María Teresa, por otro lado, desborda energía juvenil en unos retratos luminosos y cálidos .Es hija del primer matrimonio real, con Isabel de Borbón, -hermana de Luis XIII de Francia- y se casará finalmente con el rey Sol, con Luis XIV de quién era también prima carnal. Y saltando a Margarita, Felipe Próspero, tierno infante con su perrillo y los colgantes sobre el faldón que gustaban en palacio para los niños, protectores y espantadores de la enfermedad infantil, inútiles de nuevo pues morirá con tres años.

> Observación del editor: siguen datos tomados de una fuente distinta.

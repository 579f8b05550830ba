use quickcheck::{Arbitrary, Gen};

mod tree;

/// Things to do to a tree in a quicktest.
#[derive(Copy, Clone, Debug)]
pub enum Op<K, V> {
    /// Insert the K, V into the data structure
    Insert(K, V),
    /// Remove the K from the data structure
    Remove(K),
}

impl<K, V> Arbitrary for Op<K, V>
where
    K: Arbitrary,
    V: Arbitrary,
{
    fn arbitrary(g: &mut Gen) -> Self {
        match g.choose(&[0, 0, 1]).unwrap() {
            0 => Op::Insert(K::arbitrary(g), V::arbitrary(g)),
            1 => Op::Remove(K::arbitrary(g)),
            _ => unreachable!(),
        }
    }
}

Y la preciosa infanta Margarita, primera hija de la reina Mariana, alegría de palacio, que tiene subyugado al rey. Es en Las Meninas el sol en torno al que giran los demás planetas. Retratada por Velázquez desde su primera infancia, en estas espléndidas imágenes de edades diversas, el artista expresa con sus manchas prodigiosas el no va más en la captación de la belleza infantil. Así lo entendieron los impresionistas franceses, cautivados por ambos aspectos. Por ello, el conservado en París, tal vez de taller, fue considerado en el s. XIX una de las obras maestras del Louvre, y sabemos que impresionistas como Renoir así lo alababan.

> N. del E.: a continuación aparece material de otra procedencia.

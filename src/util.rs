use std::cmp::Ordering;

/// Which child slot of a node a link lives in.
#[derive(Clone, Copy, Debug, PartialEq, Eq)]
pub(crate) enum Side {
    /// Keys strictly less than the node's key.
    Left,
    /// Keys greater than or equal to the node's key.
    Right,
}

impl Side {
    /// The side a search key descends to. Equal keys go right.
    pub(crate) fn of(ordering: Ordering) -> Self {
        match ordering {
            Ordering::Less => Side::Left,
            Ordering::Equal | Ordering::Greater => Side::Right,
        }
    }
}

impl std::fmt::Display for Side {
    fn fmt(&self, f: &mut std::fmt::Formatter<'_>) -> std::fmt::Result {
        f.write_str(match self {
            Side::Left => "left",
            Side::Right => "right",
        })
    }
}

Unos años más tarde Margarita, ya futura emperatriz de Austria, vuelve a posar con trenzas y de luto por su padre para Juan Bautista del Mazo, al servicio ahora de la reina regente Mariana, quién no quiere otro procedimiento pictórico en palacio que no sea el del sevillano, muerto en 1660, nostálgica de su maestría, y así la vemos con tocas de viuda y los dos símbolos que expresan su autoridad en el gobierno, el sillón, en el que está sentada porque ejerce, y la mesa. La reducida copia de Las Meninas de Mazo ha sido atribuida en ocasiones a Velázquez. Y vemos otra Familia, la suya propia, en la que late el modelo del maestro.

La exposición termina con Carreño, que ocupa la plaza de pintor de Cámara a la muerte de Mazo, y sus vistosos retratos duales del enfermo monarca Carlos II, nuevo y último rey de los Austrias y su madre que ha dejado el asiento del sillón.

En estos continuadores de la manera de D. Diego todo es parecido, la pincelada suelta y hasta las manchas. Sólo falta la maestría de Velázquez, su oficio insuperable, en la composición y en las perspectivas, en las proporciones, en ese instante atrapado y en la expresión de la vida que late. Sólo él fue hermano de la realidad, con todas las vueltas, recovecos e historias ocultas y cultas que ésta sostiene, con esa aparente simplicidad por la que apostó, en un juego barroco entre ficción y realidad que solo un hombre de profunda humanidad y refinada cultura podía alcanzar.